When the meaning of genetic stop signs changes
In most organisms, three stop codons tell the cell where to end a gene: TAA, TAG, and TGA. These act like punctuation marks in genetic instructions, letting us know when we need to stop building a protein.
The genetic code is usually described as nearly universal because most organisms use the same basic rules. Variations do occur, but they are rare. In the few known genetic code variants, TAA and TAG usually vary together and end up with the same meaning. This pattern suggests that the two codons are evolutionarily related.
“In almost every other case that we know of, TAA and TAG change in tandem,” Dr. McGowan explained. “If it is not a stop codon, each specifies the same amino acid.”
This creature did something different. in oligohymenophoria sp. PL0344, only TGA appears to function as a stop codon. The other two signals are being reused. TAA specifies lysine and TAG specifies glutamic acid. The researchers also found more TGA codons than expected, which may help compensate for the loss of two other stop signals. of PLOS Genetics This paper reports that the remaining UGA stop codons are enriched immediately after the coding region, suggesting that they may help prevent harmful readthrough if translation continues excessively.
“This is highly unusual,” Dr McGowan said. “We don’t know of any other examples where these stop codons are attached to two different amino acids. This breaks some of the rules we thought we knew about gene translation. These two codons were thought to be attached.”
“Scientists are creating new genetic codes, but they also exist in nature. There are some fascinating things we can discover if we look for them.
“Or in this case, when we’re not looking.”
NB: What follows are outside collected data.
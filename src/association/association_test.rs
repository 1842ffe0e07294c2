use std::collections::VecDeque;
use std::sync::Mutex as SyncMutex;
use std::time::{Duration, SystemTime, UNIX_EPOCH};

use bytes::Bytes;

use super::*;
use crate::chunk::chunk_cookie_echo::ChunkCookieEcho;
use crate::chunk::chunk_init::ChunkInit;
use crate::chunk::Chunk;
use crate::error::Error;
use crate::error_cause::STALE_COOKIE_ERROR;
use crate::packet::Packet;

type Outbox = Arc<SyncMutex<VecDeque<Bytes>>>;
type Inbox = Arc<SyncMutex<Vec<(u16, Bytes, PayloadProtocolIdentifier)>>>;

/// The send handler of a test association parks every outbound packet in
/// an outbox; tests move packets between the peers explicitly, so every
/// exchange (including loss and duplication) is deterministic.
fn test_sender() -> (SendPacketFn, Outbox) {
    let outbox: Outbox = Arc::new(SyncMutex::new(VecDeque::new()));
    let o = Arc::clone(&outbox);
    let f: SendPacketFn = Box::new(move |raw: Bytes| {
        let o = Arc::clone(&o);
        Box::pin(async move {
            o.lock().unwrap().push_back(raw);
            Ok(())
        })
    });
    (f, outbox)
}

async fn new_association(name: &str) -> (Association, Outbox) {
    let (send_packet, outbox) = test_sender();
    let a = Association::new(Config {
        send_packet,
        local_port: 5000,
        remote_port: 5000,
        max_receive_buffer_size: 0,
        max_message_size: 0,
        mtu: 0,
        name: name.to_owned(),
    })
    .await
    .expect("create association");
    (a, outbox)
}

/// Delivers every packet currently in `from` to `to`; packets generated
/// by that delivery land in `to`'s own outbox for the next hop.
async fn bridge(from: &Outbox, to: &Association) -> usize {
    let mut n = 0;
    loop {
        let pkt = { from.lock().unwrap().pop_front() };
        match pkt {
            Some(p) => {
                to.handle_packet(&p).await.expect("handle_packet");
                n += 1;
            }
            None => break,
        }
    }
    n
}

async fn attach_receive_collector(a: &Association) -> Inbox {
    let inbox: Inbox = Arc::new(SyncMutex::new(vec![]));
    let i = Arc::clone(&inbox);
    a.on_receive_data(Box::new(move |si, data, ppi| {
        let i = Arc::clone(&i);
        Box::pin(async move {
            i.lock().unwrap().push((si, data, ppi));
        })
    }))
    .await;
    inbox
}

async fn establish_pair() -> (Association, Outbox, Association, Outbox) {
    let (a, oa) = new_association("a").await;
    let (b, ob) = new_association("b").await;

    a.connect().await.expect("connect");
    assert_eq!(a.get_state(), AssociationState::CookieWait);

    assert_eq!(bridge(&oa, &b).await, 1); // INIT
    assert_eq!(b.get_state(), AssociationState::Closed); // stateless until cookie returns
    assert_eq!(bridge(&ob, &a).await, 1); // INIT-ACK
    assert_eq!(a.get_state(), AssociationState::CookieEchoed);
    assert_eq!(bridge(&oa, &b).await, 1); // COOKIE-ECHO
    assert_eq!(b.get_state(), AssociationState::Established);
    assert_eq!(bridge(&ob, &a).await, 1); // COOKIE-ACK
    assert_eq!(a.get_state(), AssociationState::Established);

    (a, oa, b, ob)
}

fn unix_now() -> u32 {
    SystemTime::now()
        .duration_since(UNIX_EPOCH)
        .unwrap()
        .as_secs() as u32
}

#[tokio::test]
async fn test_handshake_and_single_message() {
    let (a, oa, b, ob) = establish_pair().await;
    let inbox_b = attach_receive_collector(&b).await;

    a.send(
        0,
        Bytes::from_static(&[0x41]),
        PayloadProtocolIdentifier::String,
        SendOptions::default(),
    )
    .await
    .expect("send");

    bridge(&oa, &b).await; // DATA
    {
        let received = inbox_b.lock().unwrap();
        assert_eq!(received.len(), 1);
        assert_eq!(received[0].0, 0);
        assert_eq!(received[0].1, Bytes::from_static(&[0x41]));
        assert_eq!(received[0].2, PayloadProtocolIdentifier::String);
    }

    // the SACK covering the TSN flows back and clears the flight
    bridge(&ob, &a).await;
    {
        let ai = a.internal.lock().await;
        assert_eq!(ai.flight_size(), 0);
        assert_eq!(ai.inflight_queue_len(), 0);
    }
    assert_eq!(a.buffered_amount(0).await, 0);
}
How cells read DNA instructions
DNA can be thought of as a set of instructions, but the instructions must be copied and interpreted before they can have any effect. First, the gene is transcribed into RNA. That RNA copy is then translated into amino acids, which are combined to form proteins and other functional molecules.
Translation begins at a DNA start codon (ATG) and usually ends at a stop codon (usually TAA, TAG, or TGA). In this ciliate, its familiar ending system has been rearranged. This discovery shows that even one of biology’s most conserved systems may be more flexible than expected.
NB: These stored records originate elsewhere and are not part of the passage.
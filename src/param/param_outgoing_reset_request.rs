use std::fmt;

use bytes::{Buf, BufMut, Bytes, BytesMut};

use super::param_header::*;
use super::param_type::*;
use super::*;
use crate::error::Error;

pub(crate) const PARAM_OUTGOING_RESET_REQUEST_STREAM_IDENTIFIERS_OFFSET: usize = 12;

/// Outgoing SSN Reset Request Parameter (RFC 6525 Sec 4.1)
///
/// 0                   1                   2                   3
/// 0 1 2 3 4 5 6 7 8 9 0 1 2 3 4 5 6 7 8 9 0 1 2 3 4 5 6 7 8 9 0 1
///+-+-+-+-+-+-+-+-+-+-+-+-+-+-+-+-+-+-+-+-+-+-+-+-+-+-+-+-+-+-+-+-+
///|     Parameter Type = 13       | Parameter Length = 16 + 2 * N |
///+-+-+-+-+-+-+-+-+-+-+-+-+-+-+-+-+-+-+-+-+-+-+-+-+-+-+-+-+-+-+-+-+
///|           Re-configuration Request Sequence Number            |
///+-+-+-+-+-+-+-+-+-+-+-+-+-+-+-+-+-+-+-+-+-+-+-+-+-+-+-+-+-+-+-+-+
///|           Re-configuration Response Sequence Number           |
///+-+-+-+-+-+-+-+-+-+-+-+-+-+-+-+-+-+-+-+-+-+-+-+-+-+-+-+-+-+-+-+-+
///|                Sender's Last Assigned TSN                     |
///+-+-+-+-+-+-+-+-+-+-+-+-+-+-+-+-+-+-+-+-+-+-+-+-+-+-+-+-+-+-+-+-+
///|  Stream Number 1 (optional)   |    Stream Number 2 (optional) |
///+-+-+-+-+-+-+-+-+-+-+-+-+-+-+-+-+-+-+-+-+-+-+-+-+-+-+-+-+-+-+-+-+
///|                            ......                             |
///+-+-+-+-+-+-+-+-+-+-+-+-+-+-+-+-+-+-+-+-+-+-+-+-+-+-+-+-+-+-+-+-+
#[derive(Default, Debug, Clone, PartialEq)]
pub(crate) struct ParamOutgoingResetRequest {
    /// Monotonically increasing, initialized to the same value as the
    /// initial TSN, bumped by 1 for every new request parameter sent.
    pub(crate) reconfig_request_sequence_number: u32,
    /// The request sequence number of the incoming request this one
    /// implicitly responds to; otherwise the highest peer request seen.
    pub(crate) reconfig_response_sequence_number: u32,
    /// The last TSN this sender assigned (next TSN minus 1).
    pub(crate) sender_last_tsn: u32,
    pub(crate) stream_identifiers: Vec<u16>,
}

impl fmt::Display for ParamOutgoingResetRequest {
    fn fmt(&self, f: &mut fmt::Formatter<'_>) -> fmt::Result {
        write!(
            f,
            "{} req={} resp={} lastTSN={} streams={:?}",
            self.header(),
            self.reconfig_request_sequence_number,
            self.reconfig_response_sequence_number,
            self.sender_last_tsn,
            self.stream_identifiers
        )
    }
}

impl ParamBody for ParamOutgoingResetRequest {
    fn header(&self) -> ParamHeader {
        ParamHeader {
            typ: ParamType::OutSsnResetReq,
            value_length: self.value_length() as u16,
        }
    }

    fn unmarshal(raw: &Bytes) -> Result<Self> {
        let header = ParamHeader::unmarshal(raw)?;

        if header.value_length() < PARAM_OUTGOING_RESET_REQUEST_STREAM_IDENTIFIERS_OFFSET {
            return Err(Error::ErrSsnResetRequestParamTooShort);
        }

        let reader =
            &mut raw.slice(PARAM_HEADER_LENGTH..PARAM_HEADER_LENGTH + header.value_length());
        let reconfig_request_sequence_number = reader.get_u32();
        let reconfig_response_sequence_number = reader.get_u32();
        let sender_last_tsn = reader.get_u32();

        let lim =
            (header.value_length() - PARAM_OUTGOING_RESET_REQUEST_STREAM_IDENTIFIERS_OFFSET) / 2;
        let mut stream_identifiers = vec![];
        for _ in 0..lim {
            stream_identifiers.push(reader.get_u16());
        }

        Ok(ParamOutgoingResetRequest {
            reconfig_request_sequence_number,
            reconfig_response_sequence_number,
            sender_last_tsn,
            stream_identifiers,
        })
    }

    fn marshal_to(&self, buf: &mut BytesMut) -> Result<usize> {
        self.header().marshal_to(buf)?;
        buf.put_u32(self.reconfig_request_sequence_number);
        buf.put_u32(self.reconfig_response_sequence_number);
        buf.put_u32(self.sender_last_tsn);
        for sid in &self.stream_identifiers {
            buf.put_u16(*sid);
        }
        Ok(buf.len())
    }

    fn value_length(&self) -> usize {
        PARAM_OUTGOING_RESET_REQUEST_STREAM_IDENTIFIERS_OFFSET + self.stream_identifiers.len() * 2
    }
}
The researchers’ genome and transcriptome analyzes also identified suppressor tRNA genes that match the reassigned codons, supporting the conclusion that organisms do indeed read these previous stop signals as amino acids. This study found that UAA encodes lysine and UAG encodes glutamic acid.
Subsequent research revealed that ciliates break genetic rules.
Follow-up studies have reinforced the idea that ciliates are an unusually rich source of surprising genetic code. in 2024 PLOS Genetics In the study, researchers reported multiple independent reassignments of the UAG stop codon in phyllopharyngeal ciliates. Some uncultivated ciliates in the TARA Oceans dataset appear to use UAG to code for leucine, while Hartmannula sinica and Trochilia petrani were found to use UAG to code for glutamine.
Subsequent studies also found that while UAA remains the preferred stop codon in chloropharyngeal ciliates, UAG repeatedly transitions to a protein-coding role. This finding points to repeated changes in the genetic code of poorly studied microbial eukaryotes and supports the idea that ciliates are one of the strongest exceptions to the standard genetic code.
Taken together, these findings suggest that the genetic code is not as fixed as once thought. For most organisms, rules are surprisingly stable. But in overlooked microorganisms, especially ciliates, evolution has repeatedly discovered ways to edit instructions.
Funding and publication
The original study was PLOS Genetics This was funded by the Wellcome Trust as part of the Darwin Tree of Life project and supported by Earlham Institute core funding from the Biotechnology and Biological Sciences Research Council (BBSRC), part of UKRI. This publication reported sequence data and genome assembly resources stored in public repositories.